It was over fifteen years ago when R said to me that I don't accomplish most things I want to because I have this great fear of succeeding at something which will then break my inner narrative. I have to admit I found that statement stingy and offensive but the fact that I remember it to this day proves he was right. The words he used to diagnose the situation were not the right ones and to be fair to him - this was not his profession - to help coach people out of their problems. He told me what he did as a friend and a well-wisher (he was both at the time). Life moved in mysterious way and he ended up being neither to me over time and his short and somewhat hurtful statement has been my reliable litmus test ever since.

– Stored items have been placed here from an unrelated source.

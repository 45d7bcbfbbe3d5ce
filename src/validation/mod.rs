mod cache;
mod fetcher;
mod meta_schemas;
mod uri;

pub use cache::{apply_defaults, Schema, ValidatorCache, ValidatorCacheConfig, ValidatorEntry};
pub use fetcher::SchemaFetcher;
pub use uri::{has_extension, has_scheme, resolve_uri};
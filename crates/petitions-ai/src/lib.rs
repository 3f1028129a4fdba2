//! Petition text classification: an OpenAI-compatible chat client, the prompt
//! and response format, and a batch classifier with a persistent verdict cache.

pub mod classifier;
pub mod config;
pub mod error;
pub mod prompt;
pub mod service;

#[cfg(test)]
mod testing;

pub use classifier::{BatchClassifier, ClassificationCache};
pub use config::{ClassifierConfig, DEFAULT_BASE_URL, DEFAULT_MODEL, MAX_BATCH_SIZE};
pub use error::ClassifyError;
pub use prompt::{build_prompt, parse_response, strip_code_blocks};
pub use service::{CompletionService, OpenAiClient};
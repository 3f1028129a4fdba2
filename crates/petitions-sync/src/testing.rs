//! Scripted transport for unit tests.

use std::collections::HashMap;
use std::sync::Mutex;

use async_trait::async_trait;
use reqwest::Url;
use serde_json::Value;

use crate::http::{FetchError, HttpResponse, Transport};

/// Serves canned responses keyed by full request URL and records every call.
#[derive(Default)]
pub struct FakeTransport {
    responses: HashMap<String, (u16, Vec<u8>)>,
    requests: Mutex<Vec<String>>,
}

impl FakeTransport {
    pub fn new() -> Self {
        Self::default()
    }

    pub fn respond(mut self, url: &str, body: Value) -> Self {
        self.responses
            .insert(url.to_string(), (200, body.to_string().into_bytes()));
        self
    }

    pub fn respond_status(mut self, url: &str, status: u16) -> Self {
        self.responses
            .insert(url.to_string(), (status, b"error".to_vec()));
        self
    }

    pub fn requests(&self) -> Vec<String> {
        self.requests.lock().unwrap().clone()
    }
}

#[async_trait]
impl Transport for FakeTransport {
    async fn get(&self, url: &Url) -> Result<HttpResponse, FetchError> {
        self.requests.lock().unwrap().push(url.to_string());
        match self.responses.get(url.as_str()) {
            Some((status, body)) => Ok(HttpResponse {
                status: *status,
                body: body.clone(),
            }),
            None => Ok(HttpResponse {
                status: 404,
                body: b"not scripted".to_vec(),
            }),
        }
    }
}
//! Paginated search over the petitions list endpoint.

use petitions_core::{Petition, extract_petition};
use petitions_store::CacheStore;
use reqwest::Url;
use serde::Deserialize;
use serde_json::Value;
use tracing::{debug, info};

use crate::fetcher::CachedFetcher;
use crate::http::{FetchError, Transport};

pub const DEFAULT_LIST_URL: &str = "https://petition.parliament.uk/petitions.json";

#[derive(Deserialize)]
struct ListPage {
    data: Vec<Value>,
    #[serde(default)]
    links: ListLinks,
}

#[derive(Deserialize, Default)]
struct ListLinks {
    #[serde(default)]
    next: Option<String>,
}

/// Per-term record counts from a [`fetch_petitions`] run.
#[derive(Debug, Clone, Default, PartialEq, Eq)]
pub struct FetchReport {
    /// `(term, records returned)` in the order terms were searched.
    pub per_term: Vec<(String, usize)>,
    /// Pages read across all terms, cached or live.
    pub pages: usize,
}

impl FetchReport {
    pub fn total_records(&self) -> usize {
        self.per_term.iter().map(|(_, n)| n).sum()
    }
}

/// The `page` query parameter of a `links.next` URL.
pub fn page_number(link: &str) -> Option<u32> {
    let url = Url::parse(link).ok()?;
    url.query_pairs()
        .find(|(k, _)| k == "page")
        .and_then(|(_, v)| v.parse().ok())
}

/// Search the list endpoint for every term, following `links.next` until it
/// is null, missing or empty.
///
/// Blank terms are skipped. Records from all terms are concatenated in
/// fetch order, so a petition matching several terms appears once per term;
/// callers dedupe afterwards.
pub async fn fetch_petitions<T: Transport, S: CacheStore>(
    fetcher: &mut CachedFetcher<T, S>,
    list_url: &str,
    terms: &[String],
) -> Result<(Vec<Petition>, FetchReport), FetchError> {
    let mut petitions = Vec::new();
    let mut report = FetchReport::default();

    for term in terms.iter().map(|t| t.trim()).filter(|t| !t.is_empty()) {
        let before = petitions.len();
        let mut page: u32 = 1;

        loop {
            let params = [("q", term.to_string()), ("page", page.to_string())];
            let payload = fetcher.get_or_fetch(list_url, &params).await?;
            let listing = ListPage::deserialize(&payload).map_err(|e| FetchError::Payload {
                url: list_url.to_string(),
                message: format!("q={term} page={page}: {e}"),
            })?;
            report.pages += 1;
            debug!(term, page, records = listing.data.len(), "list page");

            for raw in &listing.data {
                let petition = extract_petition(raw).map_err(|source| FetchError::Listing {
                    term: term.to_string(),
                    source,
                })?;
                petitions.push(petition);
            }

            let Some(link) = listing.links.next.filter(|l| !l.is_empty()) else {
                break;
            };
            match page_number(&link) {
                Some(next) if next > page => page = next,
                _ => {
                    return Err(FetchError::Pagination {
                        term: term.to_string(),
                        link,
                        page,
                    });
                }
            }
        }

        let found = petitions.len() - before;
        info!(term, records = found, "search complete");
        report.per_term.push((term.to_string(), found));
    }

    Ok((petitions, report))
}

#[cfg(test)]
mod tests {
    use super::*;
    use crate::testing::FakeTransport;
    use petitions_core::dedup_by_id;
    use petitions_store::MemoryCacheStore;
    use serde_json::json;
    use std::time::Duration;

    fn record(id: u64, signatures: u64) -> Value {
        json!({
            "type": "petition",
            "id": id,
            "links": { "self": format!("https://petition.parliament.uk/petitions/{id}.json") },
            "attributes": {
                "action": format!("Petition {id}"),
                "background": "Background.",
                "additional_details": null,
                "state": "open",
                "signature_count": signatures,
                "created_at": "2022-05-01T09:00:00.000Z",
                "government_response": null,
                "debate": null
            }
        })
    }

    fn page_url(term: &str, page: u32) -> String {
        format!("{DEFAULT_LIST_URL}?q={term}&page={page}")
    }

    fn next_link(term: &str, page: u32) -> String {
        format!("{DEFAULT_LIST_URL}?page={page}&q={term}")
    }

    fn fetcher(transport: FakeTransport) -> CachedFetcher<FakeTransport, MemoryCacheStore> {
        CachedFetcher::new(transport, MemoryCacheStore::new()).with_delay(Duration::ZERO)
    }

    #[test]
    fn reads_page_parameter() {
        assert_eq!(page_number(&next_link("tree", 3)), Some(3));
        assert_eq!(page_number(DEFAULT_LIST_URL), None);
        assert_eq!(page_number("not a url"), None);
    }

    #[tokio::test]
    async fn single_page_makes_one_request() {
        let transport = FakeTransport::new().respond(
            &page_url("peat", 1),
            json!({ "data": [record(1, 50)], "links": { "next": null } }),
        );
        let mut f = fetcher(transport);

        let (petitions, report) = fetch_petitions(&mut f, DEFAULT_LIST_URL, &["peat".into()])
            .await
            .unwrap();

        assert_eq!(petitions.len(), 1);
        assert_eq!(f.transport().requests(), vec![page_url("peat", 1)]);
        assert_eq!(report.pages, 1);
        assert_eq!(report.per_term, vec![("peat".to_string(), 1)]);
    }

    #[tokio::test]
    async fn empty_next_link_ends_the_search() {
        let transport = FakeTransport::new().respond(
            &page_url("peat", 1),
            json!({ "data": [record(1, 50)], "links": { "next": "" } }),
        );
        let mut f = fetcher(transport);

        let (petitions, report) = fetch_petitions(&mut f, DEFAULT_LIST_URL, &["peat".into()])
            .await
            .unwrap();

        assert_eq!(petitions.len(), 1);
        assert_eq!(f.transport().requests(), vec![page_url("peat", 1)]);
        assert_eq!(report.pages, 1);
    }

    #[tokio::test]
    async fn follows_next_links_to_the_end() {
        let transport = FakeTransport::new()
            .respond(
                &page_url("tree", 1),
                json!({ "data": [record(1, 10), record(2, 20)], "links": { "next": next_link("tree", 2) } }),
            )
            .respond(
                &page_url("tree", 2),
                json!({ "data": [record(3, 30)], "links": { "next": next_link("tree", 3) } }),
            )
            .respond(
                &page_url("tree", 3),
                json!({ "data": [], "links": { "next": null } }),
            );
        let mut f = fetcher(transport);

        let (petitions, report) = fetch_petitions(&mut f, DEFAULT_LIST_URL, &["tree".into()])
            .await
            .unwrap();

        let ids: Vec<u64> = petitions.iter().map(|p| p.id).collect();
        assert_eq!(ids, vec![1, 2, 3]);
        assert_eq!(report.pages, 3);
        assert_eq!(f.transport().requests().len(), 3);
    }

    #[tokio::test]
    async fn overlapping_terms_dedupe_to_one_record() {
        let transport = FakeTransport::new()
            .respond(
                &page_url("tree", 1),
                json!({ "data": [record(42, 5000), record(7, 10)], "links": { "next": null } }),
            )
            .respond(
                &page_url("forest", 1),
                json!({ "data": [record(42, 5000)], "links": { "next": null } }),
            );
        let mut f = fetcher(transport);
        let terms = vec!["tree".to_string(), "forest".to_string()];

        let (petitions, report) = fetch_petitions(&mut f, DEFAULT_LIST_URL, &terms)
            .await
            .unwrap();
        assert_eq!(petitions.len(), 3);
        assert_eq!(report.total_records(), 3);

        let unique = dedup_by_id(petitions);
        let ids: Vec<u64> = unique.iter().map(|p| p.id).collect();
        assert_eq!(ids, vec![42, 7]);
    }

    #[tokio::test]
    async fn blank_terms_are_skipped() {
        let mut f = fetcher(FakeTransport::new());
        let terms = vec!["  ".to_string(), String::new()];

        let (petitions, report) = fetch_petitions(&mut f, DEFAULT_LIST_URL, &terms)
            .await
            .unwrap();
        assert!(petitions.is_empty());
        assert!(report.per_term.is_empty());
        assert!(f.transport().requests().is_empty());
    }

    #[tokio::test]
    async fn repeated_run_is_served_from_cache() {
        let transport = FakeTransport::new().respond(
            &page_url("peat", 1),
            json!({ "data": [record(1, 50)], "links": { "next": null } }),
        );
        let mut f = fetcher(transport);
        let terms = vec!["peat".to_string()];

        fetch_petitions(&mut f, DEFAULT_LIST_URL, &terms).await.unwrap();
        fetch_petitions(&mut f, DEFAULT_LIST_URL, &terms).await.unwrap();

        assert_eq!(f.transport().requests().len(), 1);
        assert_eq!(f.stats().cache_hits, 1);
    }

    #[tokio::test]
    async fn non_advancing_next_link_is_an_error() {
        let transport = FakeTransport::new().respond(
            &page_url("loop", 1),
            json!({ "data": [], "links": { "next": next_link("loop", 1) } }),
        );
        let mut f = fetcher(transport);

        let err = fetch_petitions(&mut f, DEFAULT_LIST_URL, &["loop".into()])
            .await
            .unwrap_err();
        assert!(matches!(err, FetchError::Pagination { page: 1, .. }));
    }

    #[tokio::test]
    async fn malformed_record_names_the_term() {
        let transport = FakeTransport::new().respond(
            &page_url("bad", 1),
            json!({ "data": [{ "id": 9 }], "links": { "next": null } }),
        );
        let mut f = fetcher(transport);

        let err = fetch_petitions(&mut f, DEFAULT_LIST_URL, &["bad".into()])
            .await
            .unwrap_err();
        match err {
            FetchError::Listing { term, .. } => assert_eq!(term, "bad"),
            other => panic!("unexpected error: {other:?}"),
        }
    }

    #[tokio::test]
    async fn failed_page_request_propagates() {
        let transport = FakeTransport::new().respond_status(&page_url("down", 1), 503);
        let mut f = fetcher(transport);

        let err = fetch_petitions(&mut f, DEFAULT_LIST_URL, &["down".into()])
            .await
            .unwrap_err();
        assert!(matches!(err, FetchError::Status { status: 503, .. }));
    }
}
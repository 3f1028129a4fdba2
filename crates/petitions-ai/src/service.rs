//! Chat-completion client for OpenAI-compatible APIs.

use async_trait::async_trait;
use reqwest::header::{AUTHORIZATION, CONTENT_TYPE, HeaderMap, HeaderValue};
use serde::{Deserialize, Serialize};
use tracing::debug;

use crate::config::ClassifierConfig;
use crate::error::ClassifyError;

/// Sends one prompt and returns the model's text reply.
#[async_trait]
pub trait CompletionService: Send + Sync {
    async fn complete(&self, prompt: &str) -> Result<String, ClassifyError>;
}

#[derive(Serialize)]
struct ChatRequest<'a> {
    model: &'a str,
    messages: Vec<ChatMessage<'a>>,
    temperature: f32,
    max_tokens: u32,
}

#[derive(Serialize)]
struct ChatMessage<'a> {
    role: &'static str,
    content: &'a str,
}

#[derive(Deserialize)]
struct ChatResponse {
    #[serde(default)]
    choices: Vec<Choice>,
}

#[derive(Deserialize)]
struct Choice {
    message: ResponseMessage,
}

#[derive(Deserialize)]
struct ResponseMessage {
    #[serde(default)]
    content: Option<String>,
}

/// `POST {base_url}/chat/completions` with a bearer key.
pub struct OpenAiClient {
    api_key: String,
    http: reqwest::Client,
    base_url: String,
    model: String,
    temperature: f32,
    max_tokens: u32,
}

impl std::fmt::Debug for OpenAiClient {
    fn fmt(&self, f: &mut std::fmt::Formatter<'_>) -> std::fmt::Result {
        f.debug_struct("OpenAiClient")
            .field("base_url", &self.base_url)
            .field("model", &self.model)
            .finish_non_exhaustive()
    }
}

impl OpenAiClient {
    /// Fails with [`ClassifyError::Config`] when no API key is configured.
    pub fn new(config: &ClassifierConfig) -> Result<Self, ClassifyError> {
        let api_key = config
            .credential()
            .ok_or_else(|| ClassifyError::Config("no API key set (OPENAI_API_KEY)".into()))?;
        Ok(Self {
            api_key: api_key.to_string(),
            http: reqwest::Client::new(),
            base_url: config.base_url.trim_end_matches('/').to_string(),
            model: config.model.clone(),
            temperature: config.temperature,
            max_tokens: config.max_tokens,
        })
    }

    pub fn endpoint(&self) -> String {
        format!("{}/chat/completions", self.base_url)
    }

    fn headers(&self) -> Result<HeaderMap, ClassifyError> {
        let mut headers = HeaderMap::new();
        let bearer = HeaderValue::from_str(&format!("Bearer {}", self.api_key))
            .map_err(|e| ClassifyError::Config(format!("API key is not a valid header: {e}")))?;
        headers.insert(AUTHORIZATION, bearer);
        headers.insert(CONTENT_TYPE, HeaderValue::from_static("application/json"));
        Ok(headers)
    }
}

#[async_trait]
impl CompletionService for OpenAiClient {
    async fn complete(&self, prompt: &str) -> Result<String, ClassifyError> {
        let request = ChatRequest {
            model: &self.model,
            messages: vec![ChatMessage {
                role: "user",
                content: prompt,
            }],
            temperature: self.temperature,
            max_tokens: self.max_tokens,
        };

        debug!(model = %self.model, "chat completion request");

        let response = self
            .http
            .post(self.endpoint())
            .headers(self.headers()?)
            .json(&request)
            .send()
            .await
            .map_err(|e| ClassifyError::Http(e.to_string()))?;

        if !response.status().is_success() {
            let status = response.status().as_u16();
            let message = response
                .text()
                .await
                .map_err(|e| ClassifyError::Http(e.to_string()))?;
            return Err(ClassifyError::Service { status, message });
        }

        let body: ChatResponse = response
            .json()
            .await
            .map_err(|e| ClassifyError::Http(e.to_string()))?;

        // An empty reply is a malformed response, so it goes through the retry budget.
        Ok(body
            .choices
            .into_iter()
            .next()
            .and_then(|c| c.message.content)
            .unwrap_or_default())
    }
}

If I am in a situation where I am looking for reasons to no go through with something, I have to ask myself if that is because I am afraid I might succeed and that puts me in a place where the rules become new and different in sense - which implies lesser control, lesser predictability. I did not quite connect the dots this way until reading this post. From a very young age, I have been someone who had almost no control of their situation - things in my home were turbulent as I was raised by parents who were terrible as a couple but did their best to maintain a "stable" family base for me. There was no knowing what kind of calamity would erupt when.
My first attempt at trying to give up control came about in my 20s when I decided that I would not interfere with the natural flow and order of things. This meant not saying no to things proactively - giving time a chance to do its thing and bring about natural resolution. Some truly bizarre outcomes came from this phase and then much later when R met me, I was as he described quite well.